■ Directions for this task ■
Look through the entries. Copy each line that has the word "join".

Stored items
↓
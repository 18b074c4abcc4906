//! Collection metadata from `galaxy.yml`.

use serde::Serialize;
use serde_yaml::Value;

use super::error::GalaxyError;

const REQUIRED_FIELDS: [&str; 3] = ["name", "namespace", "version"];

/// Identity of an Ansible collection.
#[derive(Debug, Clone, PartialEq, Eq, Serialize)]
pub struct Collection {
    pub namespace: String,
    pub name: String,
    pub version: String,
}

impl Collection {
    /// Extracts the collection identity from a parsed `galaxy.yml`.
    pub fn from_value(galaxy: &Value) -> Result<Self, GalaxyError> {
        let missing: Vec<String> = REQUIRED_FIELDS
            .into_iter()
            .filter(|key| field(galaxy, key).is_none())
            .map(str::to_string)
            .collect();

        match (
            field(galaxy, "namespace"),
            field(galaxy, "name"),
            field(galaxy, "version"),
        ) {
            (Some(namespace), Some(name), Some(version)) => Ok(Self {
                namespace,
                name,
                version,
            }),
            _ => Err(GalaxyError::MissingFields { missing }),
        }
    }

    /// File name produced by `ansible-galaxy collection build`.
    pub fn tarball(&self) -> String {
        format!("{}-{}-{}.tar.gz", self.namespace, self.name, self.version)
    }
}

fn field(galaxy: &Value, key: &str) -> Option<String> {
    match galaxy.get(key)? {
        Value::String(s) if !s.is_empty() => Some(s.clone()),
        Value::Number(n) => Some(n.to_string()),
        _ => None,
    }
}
↑
↓
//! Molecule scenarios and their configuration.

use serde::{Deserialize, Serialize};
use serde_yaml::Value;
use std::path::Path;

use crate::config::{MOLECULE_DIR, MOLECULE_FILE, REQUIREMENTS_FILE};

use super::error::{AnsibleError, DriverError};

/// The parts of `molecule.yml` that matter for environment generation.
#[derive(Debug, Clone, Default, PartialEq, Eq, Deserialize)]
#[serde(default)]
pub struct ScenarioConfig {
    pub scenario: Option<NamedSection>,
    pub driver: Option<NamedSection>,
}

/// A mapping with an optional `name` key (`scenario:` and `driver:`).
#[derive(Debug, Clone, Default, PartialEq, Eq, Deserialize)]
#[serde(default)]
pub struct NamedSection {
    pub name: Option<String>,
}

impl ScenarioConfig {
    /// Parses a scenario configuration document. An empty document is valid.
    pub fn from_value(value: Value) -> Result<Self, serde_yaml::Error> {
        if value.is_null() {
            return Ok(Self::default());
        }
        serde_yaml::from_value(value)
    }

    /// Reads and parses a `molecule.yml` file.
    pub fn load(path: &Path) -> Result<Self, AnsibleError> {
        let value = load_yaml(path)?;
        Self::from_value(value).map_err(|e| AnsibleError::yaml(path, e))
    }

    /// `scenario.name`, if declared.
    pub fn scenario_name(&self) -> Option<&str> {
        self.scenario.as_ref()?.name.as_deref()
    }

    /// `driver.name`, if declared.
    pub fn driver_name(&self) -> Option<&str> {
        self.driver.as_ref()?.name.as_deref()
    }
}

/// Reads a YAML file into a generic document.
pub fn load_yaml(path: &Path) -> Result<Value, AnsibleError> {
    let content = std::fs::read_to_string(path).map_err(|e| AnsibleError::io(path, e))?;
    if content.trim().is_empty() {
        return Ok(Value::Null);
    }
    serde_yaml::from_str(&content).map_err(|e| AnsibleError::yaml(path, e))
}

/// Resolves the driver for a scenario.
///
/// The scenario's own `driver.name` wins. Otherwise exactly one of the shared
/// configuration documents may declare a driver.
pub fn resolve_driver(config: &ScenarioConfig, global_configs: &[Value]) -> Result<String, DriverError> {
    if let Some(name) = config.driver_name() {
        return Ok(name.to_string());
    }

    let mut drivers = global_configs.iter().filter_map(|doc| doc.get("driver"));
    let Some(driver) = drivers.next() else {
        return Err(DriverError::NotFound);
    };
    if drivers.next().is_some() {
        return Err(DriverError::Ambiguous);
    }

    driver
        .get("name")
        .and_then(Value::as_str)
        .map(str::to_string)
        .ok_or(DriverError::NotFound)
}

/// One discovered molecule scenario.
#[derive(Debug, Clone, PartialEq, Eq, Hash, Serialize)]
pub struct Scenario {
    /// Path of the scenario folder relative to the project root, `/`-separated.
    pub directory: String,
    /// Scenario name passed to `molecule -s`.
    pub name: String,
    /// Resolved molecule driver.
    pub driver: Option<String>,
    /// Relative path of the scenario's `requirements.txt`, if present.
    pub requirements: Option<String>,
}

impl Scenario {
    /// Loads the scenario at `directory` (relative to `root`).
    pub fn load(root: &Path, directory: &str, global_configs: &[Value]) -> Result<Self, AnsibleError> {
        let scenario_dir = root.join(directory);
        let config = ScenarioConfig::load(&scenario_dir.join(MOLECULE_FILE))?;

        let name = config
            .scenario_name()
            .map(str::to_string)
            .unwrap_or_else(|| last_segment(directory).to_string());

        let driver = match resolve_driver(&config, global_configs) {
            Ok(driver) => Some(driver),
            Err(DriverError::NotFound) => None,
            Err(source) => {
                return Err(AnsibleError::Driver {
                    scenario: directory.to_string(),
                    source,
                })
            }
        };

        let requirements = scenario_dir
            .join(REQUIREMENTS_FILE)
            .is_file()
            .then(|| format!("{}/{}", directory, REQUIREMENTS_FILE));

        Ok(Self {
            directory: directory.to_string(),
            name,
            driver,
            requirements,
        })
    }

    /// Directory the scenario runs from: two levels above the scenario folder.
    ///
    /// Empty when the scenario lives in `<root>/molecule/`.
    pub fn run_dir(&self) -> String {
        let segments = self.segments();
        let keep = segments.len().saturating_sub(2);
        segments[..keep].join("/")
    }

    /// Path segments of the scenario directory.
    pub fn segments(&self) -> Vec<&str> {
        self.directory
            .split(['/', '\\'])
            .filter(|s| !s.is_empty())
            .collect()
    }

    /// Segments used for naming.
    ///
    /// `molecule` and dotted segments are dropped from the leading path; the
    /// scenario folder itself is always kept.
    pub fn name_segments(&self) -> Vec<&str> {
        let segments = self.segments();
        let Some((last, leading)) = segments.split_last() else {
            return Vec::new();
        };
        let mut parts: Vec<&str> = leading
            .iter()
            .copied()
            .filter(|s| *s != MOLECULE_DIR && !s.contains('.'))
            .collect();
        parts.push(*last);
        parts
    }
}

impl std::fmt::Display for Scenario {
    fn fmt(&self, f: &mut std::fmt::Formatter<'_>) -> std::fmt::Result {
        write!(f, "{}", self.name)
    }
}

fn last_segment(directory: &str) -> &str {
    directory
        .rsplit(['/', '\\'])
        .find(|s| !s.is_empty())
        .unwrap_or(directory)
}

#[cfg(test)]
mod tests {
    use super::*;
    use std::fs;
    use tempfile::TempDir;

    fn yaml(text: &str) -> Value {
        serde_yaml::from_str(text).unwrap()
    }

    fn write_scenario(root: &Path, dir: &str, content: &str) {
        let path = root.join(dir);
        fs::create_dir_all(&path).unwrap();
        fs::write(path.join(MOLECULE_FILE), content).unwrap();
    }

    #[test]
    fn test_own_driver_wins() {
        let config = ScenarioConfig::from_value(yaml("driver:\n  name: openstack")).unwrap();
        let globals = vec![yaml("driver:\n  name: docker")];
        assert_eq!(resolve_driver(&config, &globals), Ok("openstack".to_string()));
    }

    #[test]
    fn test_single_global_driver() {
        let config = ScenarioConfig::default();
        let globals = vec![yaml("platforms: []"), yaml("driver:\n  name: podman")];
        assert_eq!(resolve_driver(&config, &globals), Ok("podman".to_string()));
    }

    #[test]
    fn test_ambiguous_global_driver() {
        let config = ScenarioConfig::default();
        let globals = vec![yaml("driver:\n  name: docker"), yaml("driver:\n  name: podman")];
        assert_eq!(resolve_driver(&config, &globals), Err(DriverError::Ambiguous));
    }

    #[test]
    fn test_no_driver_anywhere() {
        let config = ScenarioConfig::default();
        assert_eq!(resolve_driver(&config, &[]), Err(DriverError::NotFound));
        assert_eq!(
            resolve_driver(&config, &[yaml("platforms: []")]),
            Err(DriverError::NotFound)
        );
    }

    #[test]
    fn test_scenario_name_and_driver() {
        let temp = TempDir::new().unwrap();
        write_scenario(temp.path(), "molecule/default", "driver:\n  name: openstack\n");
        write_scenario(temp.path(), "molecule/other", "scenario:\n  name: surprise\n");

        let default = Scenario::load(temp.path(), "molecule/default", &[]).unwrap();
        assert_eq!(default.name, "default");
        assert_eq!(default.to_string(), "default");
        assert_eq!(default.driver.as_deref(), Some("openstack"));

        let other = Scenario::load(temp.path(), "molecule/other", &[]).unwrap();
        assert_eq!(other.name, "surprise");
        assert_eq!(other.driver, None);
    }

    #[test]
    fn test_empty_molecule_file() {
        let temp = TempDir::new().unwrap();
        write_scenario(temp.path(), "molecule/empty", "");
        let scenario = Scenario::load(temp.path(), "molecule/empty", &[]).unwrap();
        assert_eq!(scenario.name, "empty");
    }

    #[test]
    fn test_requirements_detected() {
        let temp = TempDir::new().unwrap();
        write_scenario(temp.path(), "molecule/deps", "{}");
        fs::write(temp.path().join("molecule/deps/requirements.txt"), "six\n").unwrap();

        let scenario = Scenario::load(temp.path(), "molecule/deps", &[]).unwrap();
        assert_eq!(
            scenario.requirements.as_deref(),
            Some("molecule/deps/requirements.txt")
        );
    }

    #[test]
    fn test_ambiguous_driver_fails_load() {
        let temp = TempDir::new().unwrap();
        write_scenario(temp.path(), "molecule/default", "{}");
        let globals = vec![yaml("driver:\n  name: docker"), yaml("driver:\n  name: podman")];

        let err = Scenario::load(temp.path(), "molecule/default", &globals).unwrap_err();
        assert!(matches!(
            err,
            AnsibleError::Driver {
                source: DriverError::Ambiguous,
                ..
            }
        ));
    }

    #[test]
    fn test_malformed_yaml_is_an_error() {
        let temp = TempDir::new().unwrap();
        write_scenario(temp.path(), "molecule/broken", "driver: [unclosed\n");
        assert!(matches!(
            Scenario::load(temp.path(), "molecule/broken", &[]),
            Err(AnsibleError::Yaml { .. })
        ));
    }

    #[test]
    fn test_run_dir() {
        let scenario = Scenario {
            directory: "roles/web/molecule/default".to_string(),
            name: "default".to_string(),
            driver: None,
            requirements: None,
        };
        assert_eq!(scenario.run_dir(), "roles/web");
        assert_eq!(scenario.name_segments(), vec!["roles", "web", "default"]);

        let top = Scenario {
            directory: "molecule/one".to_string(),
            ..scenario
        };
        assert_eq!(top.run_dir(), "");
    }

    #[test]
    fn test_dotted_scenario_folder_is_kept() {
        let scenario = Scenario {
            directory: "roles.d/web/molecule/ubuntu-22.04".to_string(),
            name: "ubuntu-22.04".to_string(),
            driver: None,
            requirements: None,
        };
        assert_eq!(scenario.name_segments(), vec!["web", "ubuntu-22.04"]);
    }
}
↑
■ The answer ■
        let scenario_dir = root.join(directory);
        let config = ScenarioConfig::load(&scenario_dir.join(MOLECULE_FILE))?;
            .join(REQUIREMENTS_FILE)
        segments[..keep].join("/")
        let path = root.join(dir);
        fs::write(path.join(MOLECULE_FILE), content).unwrap();
        fs::write(temp.path().join("molecule/deps/requirements.txt"), "six\n").unwrap();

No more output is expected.